Diabetes cure
 

Is there a diabetes cure?

Is there a diabetes cure? The usual answer of course is no.  But let’s look a little more closely.

A diabetes cure would indeed be a remarkable thing.  Diabetes, particularly Type 2,  has become a worldwide epidemic.  In the United States and the United Kingdom, almost one fifth of the population already have diabetes, and as countries in the rest of the world adopt a more Western diet and way of living, the same tendency is being seen elsewhere, with India and China experiencing an explosion in the appearance of diabetes in their populations.

In Type 1 diabetes, where the insulin secreting cells in the pancreas are destroyed, it seems that a cure would be impossible.  However this is not necessarily the case and there are a number of possibilities being studied at the moment which might offer a genuine cure.  Firstly, some patients can be offered pancreatic transplantation so that they once again have functioning pancreases and their diabetes is cured.

Other approaches which may also offer a cure include transplantation of individual islet cells or of stem cells (immature cells which have the potential to develop into a whole lot of other types of cells), which can take over insulin production from the natural failing beta cells in someone with Type 1 diabetes.

Also, there are some experimental treatments being studied which work against the body’s immune processes continuing to destroy the beta cells of the pancreas.  Of particular interest here is treatment with the BCG vaccine, which is normally used to treat tuberculosis.  Other people have suggested that the nerves supplying the pancreas may play some part in the causation of diabetes, and there is some experimental evidence that treatments with drugs affecting these nerves can help the beta cells regenerate.  All these studies are of course in their very early stages, but they do offer some hope the future.
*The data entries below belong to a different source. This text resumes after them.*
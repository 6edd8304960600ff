//! CLI command implementations.

pub mod apply;
pub mod classifiers;
pub mod dedupe;
pub mod import;
pub mod plan;
pub mod suggest;
pub mod transform;

use std::path::{Path, PathBuf};

use colored::Colorize;
use dedupr::suggestion::{LlmConfig, MockProvider, OpenAIProvider, SuggestionProvider};
use dedupr::{ClassifierRegistry, Dataset, DatasetType};

use crate::cli::LlmProviderChoice;

pub type CommandResult = Result<(), Box<dyn std::error::Error>>;

/// Load a snapshot, failing with a readable message when it is missing.
pub fn load_snapshot(path: &Path) -> Result<Dataset, Box<dyn std::error::Error>> {
    if !path.exists() {
        return Err(format!(
            "Snapshot not found: {}\nRun 'dedupr import <file>' first.",
            path.display()
        )
        .into());
    }
    Ok(Dataset::load(path)?)
}

/// Save a snapshot and report where it went.
pub fn save_snapshot(dataset: &Dataset, path: &Path) -> CommandResult {
    dataset.save(path)?;
    println!(
        "{} {}",
        "Saved snapshot to".green(),
        path.display().to_string().white()
    );
    Ok(())
}

/// Resolve the output path: explicit, or overwrite the input.
pub fn output_path(input: &Path, output: Option<PathBuf>) -> PathBuf {
    output.unwrap_or_else(|| input.to_path_buf())
}

/// Dataset type from the flag, else from the snapshot.
///
/// A flag that disagrees with the snapshot updates it, which fails once
/// columns are classified.
pub fn resolve_dataset_type(
    dataset: &mut Dataset,
    flag: Option<DatasetType>,
) -> Result<DatasetType, Box<dyn std::error::Error>> {
    match (flag, dataset.dataset_type()) {
        (Some(flag), Some(current)) if flag == current => Ok(flag),
        (Some(flag), _) => {
            dataset.set_dataset_type(flag)?;
            Ok(flag)
        }
        (None, Some(current)) => Ok(current),
        (None, None) => {
            Err("Dataset type is not set. Pass --dataset-type person|company.".into())
        }
    }
}

/// Build the requested suggestion provider.
pub fn build_provider(
    choice: &LlmProviderChoice,
    model: Option<String>,
) -> Result<Box<dyn SuggestionProvider>, Box<dyn std::error::Error>> {
    let mut config = LlmConfig::default();
    if let Some(model) = model {
        config = config.with_model(model);
    }

    Ok(match choice {
        LlmProviderChoice::Mock => Box::new(MockProvider::with_config(config)),
        LlmProviderChoice::OpenAI => Box::new(OpenAIProvider::from_env(config)?),
    })
}

/// Columns to deduplicate on: the explicit list, or every column whose
/// classification is pre-selected for the dataset type.
pub fn selected_columns(
    registry: &ClassifierRegistry,
    dataset: &Dataset,
    dataset_type: DatasetType,
    columns: Vec<String>,
) -> Vec<String> {
    if !columns.is_empty() {
        return columns;
    }
    dataset
        .columns()
        .iter()
        .filter(|c| registry.is_default_deduplication(c.classification, Some(dataset_type)))
        .map(|c| c.id.clone())
        .collect()
}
In relation to Type 2 diabetes, which makes up 95% of total, there are also some real hopes.  There are two main approaches here, both of which have been shown to be effective in practice.

The first is simply reducing the amount of carbohydrate in the diet.  In the past many people were treated in this way, but nowadays the recommendations from the major diabetes associations is to eat a relatively high carbohydrate and low fat diet because of the fear of heart disease.  In fact, the evidence for this approach is not good, and the pendulum is beginning to swing back towards using diets with a much lower carbohydrate content.  Some people have claimed that if you reduce the carbohydrate intake enough, diabetes will simply go away in quite a lot of people.

The other main approach which has attracted interest is based on the theory that Type 2 diabetes may be caused by artificially processed facts known as trans fats.  These do not occur naturally, but are widely used in the food industry.  There is some evidence to suggest that these should be eliminated entirely from the diet and replaced with naturally occurring fats and oils known as cis fats, particularly of the omega-3 type which occur in sources such as flax oil, hemp oil and fish oils.

A diabetes cure may not be around the corner, but certainly there are hopes that some or all of the approaches described above may help to reduce the damage caused by diabetes, which is rapidly becoming the commonest cause of death worldwide.